● MATERIAL TO PROCESS

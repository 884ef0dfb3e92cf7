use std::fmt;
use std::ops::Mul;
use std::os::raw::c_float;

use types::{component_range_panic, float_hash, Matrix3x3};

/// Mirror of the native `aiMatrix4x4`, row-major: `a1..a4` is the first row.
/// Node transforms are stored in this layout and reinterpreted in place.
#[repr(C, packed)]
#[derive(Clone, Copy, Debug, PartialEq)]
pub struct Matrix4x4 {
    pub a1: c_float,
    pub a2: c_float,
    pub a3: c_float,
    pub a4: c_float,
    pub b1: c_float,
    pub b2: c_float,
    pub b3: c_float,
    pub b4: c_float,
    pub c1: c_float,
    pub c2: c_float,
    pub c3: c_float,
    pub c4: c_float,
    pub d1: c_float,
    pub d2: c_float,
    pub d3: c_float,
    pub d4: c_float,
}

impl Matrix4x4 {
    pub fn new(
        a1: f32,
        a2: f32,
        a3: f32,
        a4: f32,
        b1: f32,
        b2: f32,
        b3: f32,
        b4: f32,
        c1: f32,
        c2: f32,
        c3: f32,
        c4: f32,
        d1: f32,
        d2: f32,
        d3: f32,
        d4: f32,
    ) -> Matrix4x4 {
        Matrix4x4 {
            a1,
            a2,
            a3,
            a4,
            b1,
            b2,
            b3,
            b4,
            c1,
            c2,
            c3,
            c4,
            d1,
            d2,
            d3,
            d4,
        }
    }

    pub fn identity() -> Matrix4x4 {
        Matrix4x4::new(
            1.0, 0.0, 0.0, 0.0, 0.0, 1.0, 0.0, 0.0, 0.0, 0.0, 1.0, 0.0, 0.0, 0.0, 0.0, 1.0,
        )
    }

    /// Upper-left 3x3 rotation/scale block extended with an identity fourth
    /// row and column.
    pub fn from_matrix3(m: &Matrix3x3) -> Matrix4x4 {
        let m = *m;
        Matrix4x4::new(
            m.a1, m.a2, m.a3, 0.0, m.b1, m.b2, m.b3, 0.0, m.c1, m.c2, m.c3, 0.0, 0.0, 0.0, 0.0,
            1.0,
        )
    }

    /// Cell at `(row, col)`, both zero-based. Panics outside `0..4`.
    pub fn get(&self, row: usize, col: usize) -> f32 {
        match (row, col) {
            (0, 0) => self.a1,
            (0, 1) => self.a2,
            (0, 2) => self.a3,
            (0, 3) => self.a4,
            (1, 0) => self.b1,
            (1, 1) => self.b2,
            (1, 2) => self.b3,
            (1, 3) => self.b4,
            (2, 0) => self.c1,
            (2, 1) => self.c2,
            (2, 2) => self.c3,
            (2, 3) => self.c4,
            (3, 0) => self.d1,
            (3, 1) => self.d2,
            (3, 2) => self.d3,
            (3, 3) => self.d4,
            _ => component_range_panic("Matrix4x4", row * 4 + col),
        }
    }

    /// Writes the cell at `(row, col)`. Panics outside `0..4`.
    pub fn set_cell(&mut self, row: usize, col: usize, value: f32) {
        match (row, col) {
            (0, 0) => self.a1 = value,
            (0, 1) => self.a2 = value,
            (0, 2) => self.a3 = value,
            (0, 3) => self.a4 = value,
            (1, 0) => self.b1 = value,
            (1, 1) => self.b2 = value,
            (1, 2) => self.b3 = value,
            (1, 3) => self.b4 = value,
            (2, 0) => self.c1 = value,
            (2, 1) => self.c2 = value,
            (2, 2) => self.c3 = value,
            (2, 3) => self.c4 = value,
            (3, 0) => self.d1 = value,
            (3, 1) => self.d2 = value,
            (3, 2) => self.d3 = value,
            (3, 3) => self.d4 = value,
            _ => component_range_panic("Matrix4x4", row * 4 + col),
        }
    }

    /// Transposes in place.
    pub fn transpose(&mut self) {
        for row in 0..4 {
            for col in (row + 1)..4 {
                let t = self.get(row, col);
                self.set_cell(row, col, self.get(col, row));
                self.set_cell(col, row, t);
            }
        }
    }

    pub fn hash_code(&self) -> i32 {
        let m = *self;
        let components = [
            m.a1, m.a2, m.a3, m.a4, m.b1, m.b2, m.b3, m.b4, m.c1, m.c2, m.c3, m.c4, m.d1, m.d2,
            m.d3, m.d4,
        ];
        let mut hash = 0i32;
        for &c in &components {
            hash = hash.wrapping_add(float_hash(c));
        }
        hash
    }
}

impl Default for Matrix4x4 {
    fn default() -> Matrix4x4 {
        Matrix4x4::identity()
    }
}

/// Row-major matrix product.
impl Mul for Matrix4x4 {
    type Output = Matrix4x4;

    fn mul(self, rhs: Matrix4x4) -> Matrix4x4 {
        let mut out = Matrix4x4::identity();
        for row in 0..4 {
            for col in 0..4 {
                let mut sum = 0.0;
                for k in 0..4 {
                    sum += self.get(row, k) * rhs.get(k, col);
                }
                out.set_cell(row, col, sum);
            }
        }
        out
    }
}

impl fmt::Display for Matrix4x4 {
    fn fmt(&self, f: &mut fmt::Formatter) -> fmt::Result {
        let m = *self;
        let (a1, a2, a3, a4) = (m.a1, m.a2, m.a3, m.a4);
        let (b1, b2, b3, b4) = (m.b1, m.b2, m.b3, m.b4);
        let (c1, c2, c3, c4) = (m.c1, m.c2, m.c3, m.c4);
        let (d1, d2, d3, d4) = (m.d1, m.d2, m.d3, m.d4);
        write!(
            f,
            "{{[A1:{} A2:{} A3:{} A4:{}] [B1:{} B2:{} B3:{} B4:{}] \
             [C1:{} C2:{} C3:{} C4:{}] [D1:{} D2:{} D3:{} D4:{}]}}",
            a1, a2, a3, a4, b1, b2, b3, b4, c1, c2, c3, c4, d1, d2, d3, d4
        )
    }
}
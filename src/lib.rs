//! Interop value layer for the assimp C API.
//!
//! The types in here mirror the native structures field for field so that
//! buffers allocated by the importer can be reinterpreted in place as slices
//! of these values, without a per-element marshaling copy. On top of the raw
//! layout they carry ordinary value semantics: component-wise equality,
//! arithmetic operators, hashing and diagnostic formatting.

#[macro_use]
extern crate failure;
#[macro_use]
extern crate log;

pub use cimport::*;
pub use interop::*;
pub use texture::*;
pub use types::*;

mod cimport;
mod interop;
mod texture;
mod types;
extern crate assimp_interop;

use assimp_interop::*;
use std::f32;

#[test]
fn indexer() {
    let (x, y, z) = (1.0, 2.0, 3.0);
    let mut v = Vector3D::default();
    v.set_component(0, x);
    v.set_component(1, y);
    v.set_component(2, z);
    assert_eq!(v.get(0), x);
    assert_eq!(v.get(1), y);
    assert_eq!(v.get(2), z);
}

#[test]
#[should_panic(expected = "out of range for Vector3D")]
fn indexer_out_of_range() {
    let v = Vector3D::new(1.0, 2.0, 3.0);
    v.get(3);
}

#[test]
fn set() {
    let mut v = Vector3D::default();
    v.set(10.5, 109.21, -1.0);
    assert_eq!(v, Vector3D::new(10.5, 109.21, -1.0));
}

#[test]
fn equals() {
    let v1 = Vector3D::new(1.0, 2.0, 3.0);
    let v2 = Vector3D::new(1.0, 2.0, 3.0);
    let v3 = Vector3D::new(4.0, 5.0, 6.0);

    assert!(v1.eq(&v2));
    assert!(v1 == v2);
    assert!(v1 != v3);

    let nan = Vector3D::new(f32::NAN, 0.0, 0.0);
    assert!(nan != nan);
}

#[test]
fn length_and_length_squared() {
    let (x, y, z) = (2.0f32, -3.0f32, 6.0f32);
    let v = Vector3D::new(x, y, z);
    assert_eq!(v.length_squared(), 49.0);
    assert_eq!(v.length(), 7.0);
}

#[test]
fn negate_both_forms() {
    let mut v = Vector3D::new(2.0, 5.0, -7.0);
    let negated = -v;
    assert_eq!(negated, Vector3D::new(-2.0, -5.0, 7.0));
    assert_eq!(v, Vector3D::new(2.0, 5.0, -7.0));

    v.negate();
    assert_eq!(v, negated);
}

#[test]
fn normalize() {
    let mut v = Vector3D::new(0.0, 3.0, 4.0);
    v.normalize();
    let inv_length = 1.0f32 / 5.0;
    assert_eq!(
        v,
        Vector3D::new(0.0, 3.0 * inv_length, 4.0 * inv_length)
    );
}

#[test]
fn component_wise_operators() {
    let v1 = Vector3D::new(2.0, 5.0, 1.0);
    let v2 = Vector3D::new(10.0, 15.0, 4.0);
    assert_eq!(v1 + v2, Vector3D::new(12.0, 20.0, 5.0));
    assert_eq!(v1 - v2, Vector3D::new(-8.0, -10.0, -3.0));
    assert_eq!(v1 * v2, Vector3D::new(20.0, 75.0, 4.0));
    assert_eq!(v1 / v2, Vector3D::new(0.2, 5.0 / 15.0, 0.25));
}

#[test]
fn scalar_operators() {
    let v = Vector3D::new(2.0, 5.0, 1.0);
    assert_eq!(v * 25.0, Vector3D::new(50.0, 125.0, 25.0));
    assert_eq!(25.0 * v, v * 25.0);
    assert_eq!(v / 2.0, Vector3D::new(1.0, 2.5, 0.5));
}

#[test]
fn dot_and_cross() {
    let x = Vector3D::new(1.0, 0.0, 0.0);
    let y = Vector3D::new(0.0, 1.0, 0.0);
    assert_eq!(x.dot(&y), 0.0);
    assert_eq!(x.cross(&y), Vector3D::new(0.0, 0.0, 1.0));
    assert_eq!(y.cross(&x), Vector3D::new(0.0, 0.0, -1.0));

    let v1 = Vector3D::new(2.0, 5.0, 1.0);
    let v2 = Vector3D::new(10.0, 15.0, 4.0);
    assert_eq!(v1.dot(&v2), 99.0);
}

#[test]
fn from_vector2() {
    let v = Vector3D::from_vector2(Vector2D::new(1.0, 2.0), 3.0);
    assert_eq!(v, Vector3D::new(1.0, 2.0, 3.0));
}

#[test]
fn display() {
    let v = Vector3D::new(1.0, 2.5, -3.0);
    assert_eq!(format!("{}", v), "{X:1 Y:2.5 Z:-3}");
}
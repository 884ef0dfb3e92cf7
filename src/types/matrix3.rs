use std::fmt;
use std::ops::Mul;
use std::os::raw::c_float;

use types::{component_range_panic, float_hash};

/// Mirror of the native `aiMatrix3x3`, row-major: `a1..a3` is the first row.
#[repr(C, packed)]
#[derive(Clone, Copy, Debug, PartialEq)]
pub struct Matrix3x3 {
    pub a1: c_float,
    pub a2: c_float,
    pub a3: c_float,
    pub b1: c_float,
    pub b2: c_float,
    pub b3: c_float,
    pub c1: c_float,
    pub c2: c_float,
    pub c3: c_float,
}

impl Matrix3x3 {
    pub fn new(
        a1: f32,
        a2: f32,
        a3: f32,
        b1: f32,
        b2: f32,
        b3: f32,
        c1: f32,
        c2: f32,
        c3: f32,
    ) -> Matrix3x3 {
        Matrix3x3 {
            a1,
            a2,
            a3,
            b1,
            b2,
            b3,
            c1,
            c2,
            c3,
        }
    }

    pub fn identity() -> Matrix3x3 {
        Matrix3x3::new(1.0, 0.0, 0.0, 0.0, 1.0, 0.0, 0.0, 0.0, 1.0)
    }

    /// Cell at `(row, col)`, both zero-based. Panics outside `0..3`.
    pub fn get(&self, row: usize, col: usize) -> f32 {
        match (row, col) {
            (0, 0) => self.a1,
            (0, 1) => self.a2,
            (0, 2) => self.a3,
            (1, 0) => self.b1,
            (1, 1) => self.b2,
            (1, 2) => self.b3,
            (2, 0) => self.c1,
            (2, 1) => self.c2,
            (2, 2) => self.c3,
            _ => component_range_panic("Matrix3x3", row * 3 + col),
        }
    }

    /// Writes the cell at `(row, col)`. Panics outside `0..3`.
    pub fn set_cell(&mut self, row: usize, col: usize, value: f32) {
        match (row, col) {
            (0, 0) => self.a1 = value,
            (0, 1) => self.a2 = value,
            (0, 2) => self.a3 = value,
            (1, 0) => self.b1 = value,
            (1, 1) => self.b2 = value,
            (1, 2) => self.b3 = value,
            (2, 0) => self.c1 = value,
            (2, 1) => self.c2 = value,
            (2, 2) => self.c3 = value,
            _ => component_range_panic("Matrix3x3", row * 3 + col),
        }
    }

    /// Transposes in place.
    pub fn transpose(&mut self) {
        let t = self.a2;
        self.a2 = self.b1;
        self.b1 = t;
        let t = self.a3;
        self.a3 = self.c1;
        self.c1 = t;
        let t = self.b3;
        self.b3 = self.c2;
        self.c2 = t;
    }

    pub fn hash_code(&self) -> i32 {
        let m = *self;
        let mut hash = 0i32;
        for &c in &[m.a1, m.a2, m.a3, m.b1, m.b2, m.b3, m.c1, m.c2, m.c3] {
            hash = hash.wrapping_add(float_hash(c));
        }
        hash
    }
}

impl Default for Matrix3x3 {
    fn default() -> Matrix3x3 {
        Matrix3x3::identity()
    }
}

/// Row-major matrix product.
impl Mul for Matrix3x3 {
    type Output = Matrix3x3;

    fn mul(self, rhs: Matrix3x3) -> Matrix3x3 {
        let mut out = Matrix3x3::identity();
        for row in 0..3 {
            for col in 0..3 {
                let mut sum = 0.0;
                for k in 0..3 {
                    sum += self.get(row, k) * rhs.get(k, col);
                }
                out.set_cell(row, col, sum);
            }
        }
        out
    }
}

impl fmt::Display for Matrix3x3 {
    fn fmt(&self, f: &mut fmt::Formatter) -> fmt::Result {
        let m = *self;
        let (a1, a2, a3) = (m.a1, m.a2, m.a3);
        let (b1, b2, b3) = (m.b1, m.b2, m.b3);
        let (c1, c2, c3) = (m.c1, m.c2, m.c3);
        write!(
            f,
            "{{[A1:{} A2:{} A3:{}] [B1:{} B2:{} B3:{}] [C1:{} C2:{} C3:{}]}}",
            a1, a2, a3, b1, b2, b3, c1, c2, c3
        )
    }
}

● EXERCISE DESCRIPTION
Answer with one number: how many lines of the entries above include the word "major".

● SOLUTION
4